Design, synthesis and structure–activity relationship analysis of dibenzodiazepinone derivatives against Osimertinib resistant NSCLC

Abstract

Lung cancer, particularly NSCLC, is the leading cause of cancer-related deaths worldwide, accounting for over 80% of cases. Mutations in the epidermal growth factor receptor (EGFR) are key drivers of NSCLC. Although three generations of EGFR tyrosine kinase inhibitors (TKIs) have been developed, resistance limits their efficacy. The dibenzodiazepinone scaffold exhibits diverse biological activities, however, reports on its derivatives for treating NSCLC with EGFR mutations, particularly triple mutations, are rare. Guided by the binding model of DDC4002 with EGFR^T790M/V948R, this study synthesized and characterized 36 dibenzodiazepinone analogues, evaluating their antiproliferative activity against NSCLC cell lines.
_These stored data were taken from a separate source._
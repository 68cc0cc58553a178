//! Asynchronous license-status gate.
//!
//! One GET against the license-check URL decides whether playback is
//! allowed. The check fails open: only an explicit, unaccepted `status` in a
//! JSON body resolves to [`DrmStatus::Failed`].

use std::sync::Arc;

use bridge_traits::{HttpClient, HttpRequest, RetryPolicy};
use serde_json::Value;
use tracing::{debug, error, info, instrument, warn};
use url::Url;

use crate::token::LicenseTokenSigner;
use crate::types::DrmStatus;

struct SigningCredentials {
    signer: Arc<LicenseTokenSigner>,
    profile_id: String,
}

pub struct LicenseStatusChecker {
    http_client: Arc<dyn HttpClient>,
    accepted_statuses: Vec<String>,
    signing: Option<SigningCredentials>,
}

impl LicenseStatusChecker {
    pub fn new<I, S>(http_client: Arc<dyn HttpClient>, accepted_statuses: I) -> Self
    where
        I: IntoIterator<Item = S>,
        S: Into<String>,
    {
        Self {
            http_client,
            accepted_statuses: accepted_statuses.into_iter().map(Into::into).collect(),
            signing: None,
        }
    }

    /// Attach a bearer token signed for each license URL.
    pub fn with_signing(
        mut self,
        signer: Arc<LicenseTokenSigner>,
        profile_id: impl Into<String>,
    ) -> Self {
        self.signing = Some(SigningCredentials {
            signer,
            profile_id: profile_id.into(),
        });
        self
    }

    /// Resolve the license status behind `url`.
    ///
    /// No URL means nothing to check and resolves `Succeeded` without a
    /// request. Transport errors also resolve `Succeeded`.
    #[instrument(skip_all, fields(url = url.map(Url::as_str)))]
    pub async fn check(&self, url: Option<&Url>) -> DrmStatus {
        let Some(url) = url else {
            debug!("License check not needed");
            return DrmStatus::Succeeded;
        };

        let mut request = HttpRequest::get(url.as_str()).header("Accept", "application/json");

        if let Some(credentials) = &self.signing {
            match credentials
                .signer
                .sign(&credentials.profile_id, url.as_str())
                .await
            {
                Ok(token) => request = request.bearer_token(token.into_string()),
                Err(e) => {
                    error!(error = %e, "Could not sign license check request");
                    return DrmStatus::Failed;
                }
            }
        }

        let response = match self
            .http_client
            .execute_with_retry(request, RetryPolicy::single_attempt())
            .await
        {
            Ok(response) => response,
            Err(e) => {
                debug!(error = %e, "License check skipped due to transport error");
                return DrmStatus::Succeeded;
            }
        };

        if !response.is_success() {
            warn!(status = response.status, "License check returned non-success status");
        }

        let status = self.evaluate_body(&response.body);
        info!(resolution = %status, "License check resolved");
        status
    }

    /// Decide the resolution from a license-status document.
    pub fn evaluate_body(&self, body: &[u8]) -> DrmStatus {
        let Ok(Value::Object(document)) = serde_json::from_slice::<Value>(body) else {
            debug!("License status body is not a JSON object, falling through");
            return DrmStatus::Succeeded;
        };

        match document.get("status").and_then(Value::as_str) {
            Some(status) if !self.is_accepted(status) => {
                let document = serde_json::to_string(&document).unwrap_or_default();
                debug!(
                    license_status = status,
                    %document,
                    "License check failed"
                );
                DrmStatus::Failed
            }
            _ => DrmStatus::Succeeded,
        }
    }

    fn is_accepted(&self, status: &str) -> bool {
        self.accepted_statuses.iter().any(|accepted| accepted == status)
    }
}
Structure–activity relationship analysis highlighted the importance of substituents at the C2 and N10 positions. Compound 33 exhibited the strongest inhibitory effects, especially for H1975™ cells (EGFR^{L858R/T790M/C797S}) with a 2.4-fold lower IC₅₀ (2.7 μM) than osimertinib (6.5 μM). It effectively inhibited colony formation, migration of H1975™ cells, induced G0/G1 arrest, and promoted apoptosis through suppressing EGFR and AKT phosphorylation. These findings demonstrate the potential of optimizing the dibenzodiazepinone framework for developing novel potent molecules against osimertinib resistant NSCLC cells, providing valuable insights for future research.